*Your task*.
Copy out the entries that follow, unchanged.

----

//! CLI command handlers. Each command is in its own file.

mod config;
mod fetch;

pub use config::run_config;
pub use fetch::{run_fetch, FetchArgs};
//! RAII guard for the Running state of a downloader.

use std::sync::Mutex;

use crate::error::DownloaderError;

use super::{lock, BatchState};

/// Holds the downloader in `Running` for the lifetime of one fetch and moves
/// it to `Done` when dropped, including on error or panic.
pub(super) struct RunningGuard<'a> {
    state: &'a Mutex<BatchState>,
}

impl<'a> RunningGuard<'a> {
    pub(super) fn enter(state: &'a Mutex<BatchState>) -> Result<Self, DownloaderError> {
        let mut current = lock(state);
        if *current == BatchState::Running {
            return Err(DownloaderError::BatchAlreadyRunning);
        }
        *current = BatchState::Running;
        Ok(Self { state })
    }
}

impl Drop for RunningGuard<'_> {
    fn drop(&mut self) {
        *lock(self.state) = BatchState::Done;
    }
}
//! Test transport: each URL resolves after a scripted delay, fails, hangs or
//! refuses to start. Counts calls so tests can check handle accounting.

use std::collections::HashMap;
use std::sync::atomic::{AtomicUsize, Ordering};
use std::sync::Arc;
use std::time::{Duration, Instant};

use crate::outcome::{FailureKind, Response, TransportFailure};
use crate::request::RequestSpec;

use super::{Transport, TransportFactory};

#[derive(Debug, Clone)]
pub(crate) enum Script {
    Respond { after: Duration, status: u32, body: &'static str },
    Fail { after: Duration, message: &'static str },
    Never,
    RefuseStart,
}

impl Script {
    pub(crate) fn ok_after(ms: u64) -> Self {
        Script::Respond {
            after: Duration::from_millis(ms),
            status: 200,
            body: "ok",
        }
    }
}

/// Call counters shared between the factory, its transports and the test.
#[derive(Debug, Default)]
pub(crate) struct Ledger {
    pub(crate) transports: AtomicUsize,
    pub(crate) starts: AtomicUsize,
    pub(crate) completes: AtomicUsize,
    pub(crate) aborts: AtomicUsize,
    pub(crate) waits: AtomicUsize,
    /// Highest number of simultaneously open handles.
    pub(crate) peak_open: AtomicUsize,
    open: AtomicUsize,
}

impl Ledger {
    pub(crate) fn open(&self) -> usize {
        self.open.load(Ordering::SeqCst)
    }

    pub(crate) fn get(counter: &AtomicUsize) -> usize {
        counter.load(Ordering::SeqCst)
    }

    fn opened(&self) {
        let now = self.open.fetch_add(1, Ordering::SeqCst) + 1;
        self.peak_open.fetch_max(now, Ordering::SeqCst);
    }

    fn closed(&self) {
        self.open.fetch_sub(1, Ordering::SeqCst);
    }
}

#[derive(Debug, Clone, Default)]
pub(crate) struct ScriptedFactory {
    scripts: HashMap<String, Script>,
    pub(crate) ledger: Arc<Ledger>,
    refuse_create: bool,
}

impl ScriptedFactory {
    pub(crate) fn new() -> Self {
        Self::default()
    }

    /// Registers the behavior of `url` (normalized the same way as the queue).
    pub(crate) fn script(mut self, url: &str, script: Script) -> Self {
        let key = url::Url::parse(url).map(String::from).unwrap_or_else(|_| url.to_string());
        self.scripts.insert(key, script);
        self
    }

    pub(crate) fn refusing(mut self) -> Self {
        self.refuse_create = true;
        self
    }
}

impl TransportFactory for ScriptedFactory {
    type Transport = ScriptedTransport;

    fn create(&self) -> Result<ScriptedTransport, TransportFailure> {
        if self.refuse_create {
            return Err(TransportFailure::start("no transport available"));
        }
        self.ledger.transports.fetch_add(1, Ordering::SeqCst);
        Ok(ScriptedTransport {
            scripts: self.scripts.clone(),
            ledger: Arc::clone(&self.ledger),
            live: HashMap::new(),
        })
    }
}

#[derive(Debug)]
pub(crate) struct ScriptedHandle {
    token: usize,
}

struct Live {
    url: String,
    started: Instant,
    script: Script,
    reported: bool,
}

impl Live {
    fn due(&self) -> Option<Instant> {
        match self.script {
            Script::Respond { after, .. } | Script::Fail { after, .. } => Some(self.started + after),
            Script::Never | Script::RefuseStart => None,
        }
    }
}

pub(crate) struct ScriptedTransport {
    scripts: HashMap<String, Script>,
    ledger: Arc<Ledger>,
    live: HashMap<usize, Live>,
}

impl ScriptedTransport {
    fn ready_now(&mut self) -> Vec<usize> {
        let now = Instant::now();
        let mut ready: Vec<(Instant, usize)> = self
            .live
            .iter()
            .filter(|(_, l)| !l.reported)
            .filter_map(|(t, l)| l.due().filter(|d| *d <= now).map(|d| (d, *t)))
            .collect();
        ready.sort();
        for (_, t) in &ready {
            if let Some(l) = self.live.get_mut(t) {
                l.reported = true;
            }
        }
        ready.into_iter().map(|(_, t)| t).collect()
    }
}

impl Transport for ScriptedTransport {
    type Handle = ScriptedHandle;

    fn start(&mut self, token: usize, spec: &RequestSpec) -> Result<ScriptedHandle, TransportFailure> {
        let script = self.scripts.get(&spec.url).cloned().unwrap_or(Script::Never);
        if let Script::RefuseStart = script {
            return Err(TransportFailure::start("handle limit reached"));
        }
        self.ledger.starts.fetch_add(1, Ordering::SeqCst);
        self.ledger.opened();
        self.live.insert(
            token,
            Live {
                url: spec.url.clone(),
                started: Instant::now(),
                script,
                reported: false,
            },
        );
        Ok(ScriptedHandle { token })
    }

    fn wait(&mut self, max_wait: Duration) -> Result<Vec<usize>, TransportFailure> {
        self.ledger.waits.fetch_add(1, Ordering::SeqCst);
        let ready = self.ready_now();
        if !ready.is_empty() || max_wait.is_zero() {
            return Ok(ready);
        }
        let now = Instant::now();
        let next_due = self
            .live
            .values()
            .filter(|l| !l.reported)
            .filter_map(Live::due)
            .min();
        let sleep_for = next_due
            .map(|d| d.saturating_duration_since(now).min(max_wait))
            .unwrap_or(max_wait);
        std::thread::sleep(sleep_for);
        Ok(self.ready_now())
    }

    fn result(&mut self, handle: ScriptedHandle) -> Result<Response, TransportFailure> {
        let live = self
            .live
            .remove(&handle.token)
            .ok_or_else(|| TransportFailure::new(FailureKind::Other, "unknown handle"))?;
        self.ledger.completes.fetch_add(1, Ordering::SeqCst);
        self.ledger.closed();
        match live.script {
            Script::Respond { status, body, .. } => Ok(Response {
                url: live.url,
                status,
                headers: vec![("Content-Length".to_string(), body.len().to_string())],
                body: body.as_bytes().to_vec(),
                elapsed: live.started.elapsed(),
            }),
            Script::Fail { message, .. } => Err(TransportFailure::new(FailureKind::Connection, message)),
            Script::Never | Script::RefuseStart => {
                Err(TransportFailure::new(FailureKind::Other, "not finished"))
            }
        }
    }

    fn abort(&mut self, handle: ScriptedHandle) {
        if self.live.remove(&handle.token).is_some() {
            self.ledger.aborts.fetch_add(1, Ordering::SeqCst);
            self.ledger.closed();
        }
    }
}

----

*Result below*.
//! CLI command handlers. Each command is in its own file.

mod config;
mod fetch;

pub use config::run_config;
pub use fetch::{run_fetch, FetchArgs};
//! RAII guard for the Running state of a downloader.

use std::sync::Mutex;

use crate::error::DownloaderError;

use super::{lock, BatchState};

/// Holds the downloader in `Running` for the lifetime of one fetch and moves
/// it to `Done` when dropped, including on error or panic.
pub(super) struct RunningGuard<'a> {
    state: &'a Mutex<BatchState>,
}

impl<'a> RunningGuard<'a> {
    pub(super) fn enter(state: &'a Mutex<BatchState>) -> Result<Self, DownloaderError> {
        let mut current = lock(state);
        if *current == BatchState::Running {
            return Err(DownloaderError::BatchAlreadyRunning);
        }
        *current = BatchState::Running;
        Ok(Self { state })
    }
}

impl Drop for RunningGuard<'_> {
    fn drop(&mut self) {
        *lock(self.state) = BatchState::Done;
    }
}
//! Test transport: each URL resolves after a scripted delay, fails, hangs or
//! refuses to start. Counts calls so tests can check handle accounting.

use std::collections::HashMap;
use std::sync::atomic::{AtomicUsize, Ordering};
use std::sync::Arc;
use std::time::{Duration, Instant};

use crate::outcome::{FailureKind, Response, TransportFailure};
use crate::request::RequestSpec;

use super::{Transport, TransportFactory};

#[derive(Debug, Clone)]
pub(crate) enum Script {
    Respond { after: Duration, status: u32, body: &'static str },
    Fail { after: Duration, message: &'static str },
    Never,
    RefuseStart,
}

impl Script {
    pub(crate) fn ok_after(ms: u64) -> Self {
        Script::Respond {
            after: Duration::from_millis(ms),
            status: 200,
            body: "ok",
        }
    }
}

/// Call counters shared between the factory, its transports and the test.
#[derive(Debug, Default)]
pub(crate) struct Ledger {
    pub(crate) transports: AtomicUsize,
    pub(crate) starts: AtomicUsize,
    pub(crate) completes: AtomicUsize,
    pub(crate) aborts: AtomicUsize,
    pub(crate) waits: AtomicUsize,
    /// Highest number of simultaneously open handles.
    pub(crate) peak_open: AtomicUsize,
    open: AtomicUsize,
}

impl Ledger {
    pub(crate) fn open(&self) -> usize {
        self.open.load(Ordering::SeqCst)
    }

    pub(crate) fn get(counter: &AtomicUsize) -> usize {
        counter.load(Ordering::SeqCst)
    }

    fn opened(&self) {
        let now = self.open.fetch_add(1, Ordering::SeqCst) + 1;
        self.peak_open.fetch_max(now, Ordering::SeqCst);
    }

    fn closed(&self) {
        self.open.fetch_sub(1, Ordering::SeqCst);
    }
}

#[derive(Debug, Clone, Default)]
pub(crate) struct ScriptedFactory {
    scripts: HashMap<String, Script>,
    pub(crate) ledger: Arc<Ledger>,
    refuse_create: bool,
}

impl ScriptedFactory {
    pub(crate) fn new() -> Self {
        Self::default()
    }

    /// Registers the behavior of `url` (normalized the same way as the queue).
    pub(crate) fn script(mut self, url: &str, script: Script) -> Self {
        let key = url::Url::parse(url).map(String::from).unwrap_or_else(|_| url.to_string());
        self.scripts.insert(key, script);
        self
    }

    pub(crate) fn refusing(mut self) -> Self {
        self.refuse_create = true;
        self
    }
}

impl TransportFactory for ScriptedFactory {
    type Transport = ScriptedTransport;

    fn create(&self) -> Result<ScriptedTransport, TransportFailure> {
        if self.refuse_create {
            return Err(TransportFailure::start("no transport available"));
        }
        self.ledger.transports.fetch_add(1, Ordering::SeqCst);
        Ok(ScriptedTransport {
            scripts: self.scripts.clone(),
            ledger: Arc::clone(&self.ledger),
            live: HashMap::new(),
        })
    }
}

#[derive(Debug)]
pub(crate) struct ScriptedHandle {
    token: usize,
}

struct Live {
    url: String,
    started: Instant,
    script: Script,
    reported: bool,
}

impl Live {
    fn due(&self) -> Option<Instant> {
        match self.script {
            Script::Respond { after, .. } | Script::Fail { after, .. } => Some(self.started + after),
            Script::Never | Script::RefuseStart => None,
        }
    }
}

pub(crate) struct ScriptedTransport {
    scripts: HashMap<String, Script>,
    ledger: Arc<Ledger>,
    live: HashMap<usize, Live>,
}

impl ScriptedTransport {
    fn ready_now(&mut self) -> Vec<usize> {
        let now = Instant::now();
        let mut ready: Vec<(Instant, usize)> = self
            .live
            .iter()
            .filter(|(_, l)| !l.reported)
            .filter_map(|(t, l)| l.due().filter(|d| *d <= now).map(|d| (d, *t)))
            .collect();
        ready.sort();
        for (_, t) in &ready {
            if let Some(l) = self.live.get_mut(t) {
                l.reported = true;
            }
        }
        ready.into_iter().map(|(_, t)| t).collect()
    }
}

impl Transport for ScriptedTransport {
    type Handle = ScriptedHandle;

    fn start(&mut self, token: usize, spec: &RequestSpec) -> Result<ScriptedHandle, TransportFailure> {
        let script = self.scripts.get(&spec.url).cloned().unwrap_or(Script::Never);
        if let Script::RefuseStart = script {
            return Err(TransportFailure::start("handle limit reached"));
        }
        self.ledger.starts.fetch_add(1, Ordering::SeqCst);
        self.ledger.opened();
        self.live.insert(
            token,
            Live {
                url: spec.url.clone(),
                started: Instant::now(),
                script,
                reported: false,
            },
        );
        Ok(ScriptedHandle { token })
    }

    fn wait(&mut self, max_wait: Duration) -> Result<Vec<usize>, TransportFailure> {
        self.ledger.waits.fetch_add(1, Ordering::SeqCst);
        let ready = self.ready_now();
        if !ready.is_empty() || max_wait.is_zero() {
            return Ok(ready);
        }
        let now = Instant::now();
        let next_due = self
            .live
            .values()
            .filter(|l| !l.reported)
            .filter_map(Live::due)
            .min();
        let sleep_for = next_due
            .map(|d| d.saturating_duration_since(now).min(max_wait))
            .unwrap_or(max_wait);
        std::thread::sleep(sleep_for);
        Ok(self.ready_now())
    }

    fn result(&mut self, handle: ScriptedHandle) -> Result<Response, TransportFailure> {
        let live = self
            .live
            .remove(&handle.token)
            .ok_or_else(|| TransportFailure::new(FailureKind::Other, "unknown handle"))?;
        self.ledger.completes.fetch_add(1, Ordering::SeqCst);
        self.ledger.closed();
        match live.script {
            Script::Respond { status, body, .. } => Ok(Response {
                url: live.url,
                status,
                headers: vec![("Content-Length".to_string(), body.len().to_string())],
                body: body.as_bytes().to_vec(),
                elapsed: live.started.elapsed(),
            }),
            Script::Fail { message, .. } => Err(TransportFailure::new(FailureKind::Connection, message)),
            Script::Never | Script::RefuseStart => {
                Err(TransportFailure::new(FailureKind::Other, "not finished"))
            }
        }
    }

    fn abort(&mut self, handle: ScriptedHandle) {
        if self.live.remove(&handle.token).is_some() {
            self.ledger.aborts.fetch_add(1, Ordering::SeqCst);
            self.ledger.closed();
        }
    }
}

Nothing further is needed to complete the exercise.